FIG. 2.

Min6 cells are a good model for primary pancreatic cells, are phagocytosed by DCs, and induce innate antiviral immune responses. A and B: Min6 cells were infected with CVB3 at an MOI of 10, and replication was analyzed at indicated time points (A) and images were taken at 48 h postinfection (p.i.) (B). C: Min6 cells were PKH-labeled and infected with CVB3 at an MOI of 10. After 24-h incubation, cells were harvested and added to CFSE-labeled DCs at a 1:1 ratio. After 24-h co-culture, cells were harvested and uptake was determined using flow cytometry. D: Min6 cells were prepared as in C and co-cultured with unlabeled DCs for 24 h, after which DCs were harvested, stained as in Fig. 1E, and analyzed using confocal microscopy. E and F: Min6 cells were prepared as in C, and after 48-h incubation, cells were harvested and added to DCs at a 1:1 ratio or DCs were stimulated with 20 μg/ml poly (I:C) or left untreated. At 5 h after addition (E), or 5 h and 8 h after addition (F), mRNA induction of ISGs was determined as described.
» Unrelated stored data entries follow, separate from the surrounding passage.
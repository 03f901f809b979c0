use chrono::{DateTime, Utc};
use serde::{Deserialize, Serialize};

/// Global role of a user across every team.
#[derive(Debug, Clone, Copy, PartialEq, Eq, Hash, Serialize, Deserialize)]
#[serde(rename_all = "snake_case")]
pub enum Role {
    #[serde(alias = "superadmin")]
    Admin,
    Manager,
    Member,
}

impl Role {
    pub fn parse(raw: &str) -> Option<Self> {
        match raw.trim().to_ascii_lowercase().as_str() {
            "admin" | "superadmin" => Some(Role::Admin),
            "manager" => Some(Role::Manager),
            "member" => Some(Role::Member),
            _ => None,
        }
    }
}

/// Role inside one team, independent of the global role.
#[derive(Debug, Clone, Copy, PartialEq, Eq, Serialize, Deserialize)]
#[serde(rename_all = "snake_case")]
pub enum TeamRole {
    Admin,
    Member,
}

#[derive(Debug, Clone, PartialEq, Serialize, Deserialize)]
pub struct User {
    pub user_id: String,
    pub name: String,
    pub email: String,
    pub role: Role,
}

/// Join record mapping a user to a team.
#[derive(Debug, Clone, PartialEq, Serialize, Deserialize)]
pub struct UserTeam {
    pub user_id: String,
    pub team_id: String,
    pub role: TeamRole,
    pub joined_at: DateTime<Utc>,
}

#[derive(Debug, Deserialize)]
pub struct RegisterUserRequest {
    pub user_id: Option<String>,
    pub name: String,
    pub email: String,
    pub role: Role,
}

#[derive(Debug, Deserialize)]
pub struct AddMemberRequest {
    pub user_id: String,
    pub role: Option<TeamRole>,
}

/// Seed file layout for the user directory.
#[derive(Debug, Default, Deserialize)]
pub struct Directory {
    #[serde(default)]
    pub users: Vec<User>,
    #[serde(default)]
    pub memberships: Vec<DirectoryMembership>,
}

#[derive(Debug, Deserialize)]
pub struct DirectoryMembership {
    pub user_id: String,
    pub team_id: String,
    pub role: TeamRole,
}

#[cfg(test)]
mod tests {
    use super::*;

    #[test]
    fn superadmin_is_an_admin() {
        let role: Role = serde_json::from_str(r#""superadmin""#).unwrap();
        assert_eq!(role, Role::Admin);
        assert_eq!(Role::parse("Manager"), Some(Role::Manager));
        assert_eq!(Role::parse("owner"), None);
    }
}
G: Protein expression of RIG-I, Mda5, and PKR was analyzed by Western blot 24 h after stimulation of DCs as described for panel E. H: DCs were stimulated as in E, and after 24-h co-culture cells were harvested and infected with EV9 at an MOI of 1. At indicated times postinfection, EV9 replication was analyzed. Poly (I:C) was used as a positive control (34). In some experiments, freeze-thawed cell populations were used but these yielded similar results compared with using viable cells (supplemental Fig. 1). Data shown are representative (A–D, G, and H) or averages (E and F) of at least three independent experiments. Med, medium, i.e., unstimulated cells; M6/CVB, CVB-infected Min6 cells; M6/M, mock-infected Min6 cells; n.s., not significant. *P < 0.05. (A high-quality color representation of this figure is available in the online issue.)